--- Records supplied Enclosed Below ---

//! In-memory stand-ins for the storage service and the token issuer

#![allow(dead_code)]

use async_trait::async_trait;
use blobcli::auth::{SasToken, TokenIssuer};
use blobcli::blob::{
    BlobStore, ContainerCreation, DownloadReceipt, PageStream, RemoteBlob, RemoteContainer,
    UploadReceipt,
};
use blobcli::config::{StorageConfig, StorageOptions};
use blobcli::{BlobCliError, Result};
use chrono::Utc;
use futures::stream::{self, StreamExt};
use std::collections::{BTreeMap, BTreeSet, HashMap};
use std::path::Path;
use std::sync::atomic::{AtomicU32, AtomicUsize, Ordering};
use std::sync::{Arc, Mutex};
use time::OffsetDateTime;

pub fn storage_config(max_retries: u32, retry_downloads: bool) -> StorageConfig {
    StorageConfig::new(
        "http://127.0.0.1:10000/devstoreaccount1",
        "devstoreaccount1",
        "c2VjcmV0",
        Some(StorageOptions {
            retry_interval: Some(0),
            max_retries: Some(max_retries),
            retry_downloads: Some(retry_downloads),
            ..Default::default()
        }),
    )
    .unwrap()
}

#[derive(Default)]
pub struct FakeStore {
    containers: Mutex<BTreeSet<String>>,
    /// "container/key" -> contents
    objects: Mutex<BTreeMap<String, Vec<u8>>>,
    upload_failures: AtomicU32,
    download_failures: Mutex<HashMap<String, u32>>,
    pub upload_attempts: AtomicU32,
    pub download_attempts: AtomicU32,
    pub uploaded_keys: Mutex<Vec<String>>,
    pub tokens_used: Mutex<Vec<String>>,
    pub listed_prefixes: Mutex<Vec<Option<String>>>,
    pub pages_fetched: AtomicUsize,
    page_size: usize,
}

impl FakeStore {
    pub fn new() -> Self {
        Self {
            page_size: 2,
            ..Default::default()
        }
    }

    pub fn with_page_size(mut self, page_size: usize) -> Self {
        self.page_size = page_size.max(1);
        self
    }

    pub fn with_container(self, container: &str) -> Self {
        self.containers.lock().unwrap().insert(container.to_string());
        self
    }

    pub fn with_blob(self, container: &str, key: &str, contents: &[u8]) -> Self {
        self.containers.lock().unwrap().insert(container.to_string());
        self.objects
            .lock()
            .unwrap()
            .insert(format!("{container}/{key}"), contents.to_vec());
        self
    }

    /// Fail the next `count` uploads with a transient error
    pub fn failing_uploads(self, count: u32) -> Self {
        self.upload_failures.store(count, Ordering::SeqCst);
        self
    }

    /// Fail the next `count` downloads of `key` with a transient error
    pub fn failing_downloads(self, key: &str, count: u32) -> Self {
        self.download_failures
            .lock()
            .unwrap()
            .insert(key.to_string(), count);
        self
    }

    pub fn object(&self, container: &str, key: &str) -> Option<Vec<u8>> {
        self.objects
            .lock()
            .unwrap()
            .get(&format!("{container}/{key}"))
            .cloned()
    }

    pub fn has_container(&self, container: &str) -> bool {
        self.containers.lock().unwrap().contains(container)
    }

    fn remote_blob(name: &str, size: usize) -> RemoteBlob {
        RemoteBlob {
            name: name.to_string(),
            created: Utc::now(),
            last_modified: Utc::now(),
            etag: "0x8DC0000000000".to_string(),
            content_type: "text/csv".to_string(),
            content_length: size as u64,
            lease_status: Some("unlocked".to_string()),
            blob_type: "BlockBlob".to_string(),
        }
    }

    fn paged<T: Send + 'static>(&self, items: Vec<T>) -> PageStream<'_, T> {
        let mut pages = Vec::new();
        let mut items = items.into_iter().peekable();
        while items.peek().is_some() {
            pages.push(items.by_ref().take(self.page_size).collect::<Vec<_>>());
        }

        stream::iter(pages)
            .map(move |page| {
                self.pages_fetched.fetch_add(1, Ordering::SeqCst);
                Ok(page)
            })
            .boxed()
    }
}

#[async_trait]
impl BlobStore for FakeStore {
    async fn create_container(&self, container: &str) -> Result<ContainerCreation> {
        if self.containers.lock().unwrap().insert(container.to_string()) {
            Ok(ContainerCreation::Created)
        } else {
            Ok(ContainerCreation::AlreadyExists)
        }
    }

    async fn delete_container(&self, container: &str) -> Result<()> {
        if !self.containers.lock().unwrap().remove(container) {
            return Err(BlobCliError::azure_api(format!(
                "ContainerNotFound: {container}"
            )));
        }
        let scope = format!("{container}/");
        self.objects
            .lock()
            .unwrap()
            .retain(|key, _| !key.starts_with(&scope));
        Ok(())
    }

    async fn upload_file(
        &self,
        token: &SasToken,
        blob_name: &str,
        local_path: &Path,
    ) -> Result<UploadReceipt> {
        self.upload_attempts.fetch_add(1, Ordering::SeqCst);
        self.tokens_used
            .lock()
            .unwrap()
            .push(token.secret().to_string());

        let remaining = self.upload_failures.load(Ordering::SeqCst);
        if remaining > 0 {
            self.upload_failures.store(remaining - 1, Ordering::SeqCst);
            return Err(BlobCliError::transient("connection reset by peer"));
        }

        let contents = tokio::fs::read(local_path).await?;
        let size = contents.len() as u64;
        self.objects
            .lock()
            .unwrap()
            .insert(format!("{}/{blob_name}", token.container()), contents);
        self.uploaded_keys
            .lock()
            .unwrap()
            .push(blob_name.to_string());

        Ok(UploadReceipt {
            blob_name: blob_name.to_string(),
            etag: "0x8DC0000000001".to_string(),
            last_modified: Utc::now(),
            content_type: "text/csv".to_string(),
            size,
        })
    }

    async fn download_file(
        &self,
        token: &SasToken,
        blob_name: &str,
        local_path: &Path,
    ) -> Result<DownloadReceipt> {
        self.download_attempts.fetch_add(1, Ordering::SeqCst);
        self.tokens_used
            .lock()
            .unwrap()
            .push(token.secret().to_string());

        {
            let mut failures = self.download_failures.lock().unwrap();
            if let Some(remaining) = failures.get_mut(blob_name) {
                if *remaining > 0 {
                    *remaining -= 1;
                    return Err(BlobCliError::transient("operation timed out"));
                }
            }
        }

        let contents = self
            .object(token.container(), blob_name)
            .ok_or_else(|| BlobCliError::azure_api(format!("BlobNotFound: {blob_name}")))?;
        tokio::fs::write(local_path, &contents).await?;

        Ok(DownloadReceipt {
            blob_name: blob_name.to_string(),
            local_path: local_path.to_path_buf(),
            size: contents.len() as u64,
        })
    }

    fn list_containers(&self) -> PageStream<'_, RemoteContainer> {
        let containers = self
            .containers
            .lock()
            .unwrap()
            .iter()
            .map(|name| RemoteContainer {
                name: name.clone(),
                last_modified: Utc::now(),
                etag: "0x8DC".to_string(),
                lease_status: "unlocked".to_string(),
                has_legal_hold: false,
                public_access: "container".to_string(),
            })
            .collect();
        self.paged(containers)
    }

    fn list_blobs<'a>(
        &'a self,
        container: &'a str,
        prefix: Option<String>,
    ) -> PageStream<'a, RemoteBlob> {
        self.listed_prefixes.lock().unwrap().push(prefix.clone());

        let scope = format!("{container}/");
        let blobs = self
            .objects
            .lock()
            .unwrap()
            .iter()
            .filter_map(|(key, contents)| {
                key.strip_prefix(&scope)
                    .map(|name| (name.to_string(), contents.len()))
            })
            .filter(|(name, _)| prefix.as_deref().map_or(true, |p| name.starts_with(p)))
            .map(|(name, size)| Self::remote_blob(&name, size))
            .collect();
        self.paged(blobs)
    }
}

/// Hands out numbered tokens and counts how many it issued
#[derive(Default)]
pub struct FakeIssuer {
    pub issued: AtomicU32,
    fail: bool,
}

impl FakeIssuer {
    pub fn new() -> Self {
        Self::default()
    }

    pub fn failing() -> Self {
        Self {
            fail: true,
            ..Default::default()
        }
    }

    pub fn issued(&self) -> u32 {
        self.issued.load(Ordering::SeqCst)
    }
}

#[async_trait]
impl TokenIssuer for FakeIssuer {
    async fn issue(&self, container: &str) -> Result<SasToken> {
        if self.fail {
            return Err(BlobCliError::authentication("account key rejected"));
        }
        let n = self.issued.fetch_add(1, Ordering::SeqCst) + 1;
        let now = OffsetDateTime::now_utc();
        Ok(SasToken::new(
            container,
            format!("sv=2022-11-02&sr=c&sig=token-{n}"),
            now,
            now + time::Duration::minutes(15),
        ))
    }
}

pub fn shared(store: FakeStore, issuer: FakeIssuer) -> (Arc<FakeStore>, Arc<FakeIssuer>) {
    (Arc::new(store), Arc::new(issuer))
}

--- End of Enclosed Records supplied ---
--- Records supplied Enclosed Below ---

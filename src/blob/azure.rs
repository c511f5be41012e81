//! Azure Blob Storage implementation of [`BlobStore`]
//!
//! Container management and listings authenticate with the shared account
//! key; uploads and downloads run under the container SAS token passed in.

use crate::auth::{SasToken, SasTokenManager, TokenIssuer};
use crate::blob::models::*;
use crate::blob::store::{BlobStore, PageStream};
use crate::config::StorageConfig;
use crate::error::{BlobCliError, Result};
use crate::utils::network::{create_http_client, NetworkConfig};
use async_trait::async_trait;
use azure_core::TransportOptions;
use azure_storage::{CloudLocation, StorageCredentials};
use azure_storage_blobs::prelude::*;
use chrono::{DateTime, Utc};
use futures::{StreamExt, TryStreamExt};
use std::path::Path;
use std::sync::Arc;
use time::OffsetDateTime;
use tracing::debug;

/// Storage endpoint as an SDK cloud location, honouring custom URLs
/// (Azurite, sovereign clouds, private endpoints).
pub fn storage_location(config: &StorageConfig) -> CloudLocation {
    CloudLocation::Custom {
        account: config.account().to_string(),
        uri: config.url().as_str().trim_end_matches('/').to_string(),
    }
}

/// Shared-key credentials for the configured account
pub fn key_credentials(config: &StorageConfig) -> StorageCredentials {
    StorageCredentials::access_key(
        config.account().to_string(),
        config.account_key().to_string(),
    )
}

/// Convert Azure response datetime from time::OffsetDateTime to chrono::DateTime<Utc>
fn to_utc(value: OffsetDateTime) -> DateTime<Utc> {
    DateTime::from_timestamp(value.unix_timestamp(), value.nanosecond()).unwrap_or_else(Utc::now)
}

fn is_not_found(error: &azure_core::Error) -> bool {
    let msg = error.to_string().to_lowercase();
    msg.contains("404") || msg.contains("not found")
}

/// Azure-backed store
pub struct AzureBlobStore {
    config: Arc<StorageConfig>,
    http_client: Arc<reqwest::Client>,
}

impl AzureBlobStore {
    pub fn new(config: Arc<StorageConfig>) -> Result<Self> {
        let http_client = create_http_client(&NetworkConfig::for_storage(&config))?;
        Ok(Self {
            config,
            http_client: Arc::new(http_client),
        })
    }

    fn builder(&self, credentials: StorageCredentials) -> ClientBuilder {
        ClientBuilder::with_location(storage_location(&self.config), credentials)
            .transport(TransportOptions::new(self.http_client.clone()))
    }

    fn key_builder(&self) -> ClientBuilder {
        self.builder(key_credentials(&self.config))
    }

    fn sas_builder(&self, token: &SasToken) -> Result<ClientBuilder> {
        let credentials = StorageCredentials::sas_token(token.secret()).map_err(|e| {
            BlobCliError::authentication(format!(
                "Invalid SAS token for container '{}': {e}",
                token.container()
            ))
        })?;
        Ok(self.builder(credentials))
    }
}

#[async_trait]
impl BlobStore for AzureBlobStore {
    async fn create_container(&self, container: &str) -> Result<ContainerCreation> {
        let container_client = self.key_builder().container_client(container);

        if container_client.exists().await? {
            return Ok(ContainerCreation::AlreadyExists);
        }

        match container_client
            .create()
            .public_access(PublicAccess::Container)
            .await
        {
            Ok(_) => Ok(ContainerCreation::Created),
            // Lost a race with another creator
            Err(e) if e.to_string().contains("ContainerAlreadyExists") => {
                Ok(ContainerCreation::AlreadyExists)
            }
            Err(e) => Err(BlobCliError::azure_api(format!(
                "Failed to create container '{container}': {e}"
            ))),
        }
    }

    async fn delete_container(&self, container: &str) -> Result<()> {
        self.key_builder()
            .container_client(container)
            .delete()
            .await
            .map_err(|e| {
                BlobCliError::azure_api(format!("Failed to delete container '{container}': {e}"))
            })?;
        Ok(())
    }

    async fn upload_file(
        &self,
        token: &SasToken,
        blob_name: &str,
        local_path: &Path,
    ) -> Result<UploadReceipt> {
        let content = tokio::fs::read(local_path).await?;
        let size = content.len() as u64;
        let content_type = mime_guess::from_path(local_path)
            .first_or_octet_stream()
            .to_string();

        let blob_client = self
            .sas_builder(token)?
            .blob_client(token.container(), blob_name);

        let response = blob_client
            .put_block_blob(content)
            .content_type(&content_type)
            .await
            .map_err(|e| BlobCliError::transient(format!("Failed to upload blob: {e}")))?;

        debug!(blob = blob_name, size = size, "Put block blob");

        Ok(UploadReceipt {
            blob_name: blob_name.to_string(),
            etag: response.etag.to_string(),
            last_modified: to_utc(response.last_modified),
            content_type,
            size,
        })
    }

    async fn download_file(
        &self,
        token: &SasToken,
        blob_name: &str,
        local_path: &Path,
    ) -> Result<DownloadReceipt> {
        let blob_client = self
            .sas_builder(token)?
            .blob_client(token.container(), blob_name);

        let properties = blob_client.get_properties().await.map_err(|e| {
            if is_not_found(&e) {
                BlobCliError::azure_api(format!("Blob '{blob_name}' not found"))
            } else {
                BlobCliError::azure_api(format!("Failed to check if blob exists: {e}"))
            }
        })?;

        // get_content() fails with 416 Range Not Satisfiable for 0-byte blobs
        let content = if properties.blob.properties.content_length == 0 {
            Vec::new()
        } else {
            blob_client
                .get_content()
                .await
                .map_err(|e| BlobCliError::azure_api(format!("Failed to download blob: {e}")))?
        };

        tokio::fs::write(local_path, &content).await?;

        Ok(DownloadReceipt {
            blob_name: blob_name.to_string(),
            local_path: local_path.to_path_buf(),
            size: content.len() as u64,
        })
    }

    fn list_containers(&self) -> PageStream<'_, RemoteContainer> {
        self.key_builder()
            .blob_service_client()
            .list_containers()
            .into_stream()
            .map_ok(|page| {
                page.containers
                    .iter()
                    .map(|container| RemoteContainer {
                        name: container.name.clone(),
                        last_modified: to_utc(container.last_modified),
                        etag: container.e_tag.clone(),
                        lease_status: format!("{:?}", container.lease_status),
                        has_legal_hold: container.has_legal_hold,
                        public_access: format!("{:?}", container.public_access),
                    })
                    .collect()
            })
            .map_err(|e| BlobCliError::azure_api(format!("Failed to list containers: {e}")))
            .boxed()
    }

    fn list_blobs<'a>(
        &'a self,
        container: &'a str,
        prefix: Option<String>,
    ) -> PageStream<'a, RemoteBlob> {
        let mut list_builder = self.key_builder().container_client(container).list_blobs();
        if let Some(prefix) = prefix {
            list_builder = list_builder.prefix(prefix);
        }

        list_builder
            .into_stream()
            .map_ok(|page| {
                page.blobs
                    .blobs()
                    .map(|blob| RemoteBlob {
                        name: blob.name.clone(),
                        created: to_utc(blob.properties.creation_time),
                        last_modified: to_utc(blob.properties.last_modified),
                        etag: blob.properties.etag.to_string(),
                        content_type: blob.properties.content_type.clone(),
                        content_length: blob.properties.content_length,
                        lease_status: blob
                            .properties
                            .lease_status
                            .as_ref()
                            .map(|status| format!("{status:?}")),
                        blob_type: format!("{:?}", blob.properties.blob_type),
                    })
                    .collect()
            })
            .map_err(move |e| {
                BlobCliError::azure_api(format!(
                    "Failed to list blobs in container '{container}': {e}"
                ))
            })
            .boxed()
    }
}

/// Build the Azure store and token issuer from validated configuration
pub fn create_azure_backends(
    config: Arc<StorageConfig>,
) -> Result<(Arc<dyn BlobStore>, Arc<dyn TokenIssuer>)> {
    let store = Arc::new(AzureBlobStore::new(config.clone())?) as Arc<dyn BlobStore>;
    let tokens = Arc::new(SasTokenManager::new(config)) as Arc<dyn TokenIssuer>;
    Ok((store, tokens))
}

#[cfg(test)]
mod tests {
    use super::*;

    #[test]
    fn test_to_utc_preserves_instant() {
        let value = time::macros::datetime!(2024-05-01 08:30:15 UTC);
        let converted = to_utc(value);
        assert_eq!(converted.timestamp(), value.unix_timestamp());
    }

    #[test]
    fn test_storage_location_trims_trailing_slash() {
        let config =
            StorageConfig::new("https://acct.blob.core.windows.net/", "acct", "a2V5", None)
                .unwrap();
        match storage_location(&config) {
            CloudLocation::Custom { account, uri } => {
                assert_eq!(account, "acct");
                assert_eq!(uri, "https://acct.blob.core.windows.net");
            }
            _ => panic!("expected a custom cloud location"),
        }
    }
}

--- End of Enclosed Records supplied ---

Task> Scan the records above for the word "chrono". Show each line in which it appears.

Response to the exercise>
use chrono::Utc;
use chrono::{DateTime, Utc};
/// Convert Azure response datetime from time::OffsetDateTime to chrono::DateTime<Utc>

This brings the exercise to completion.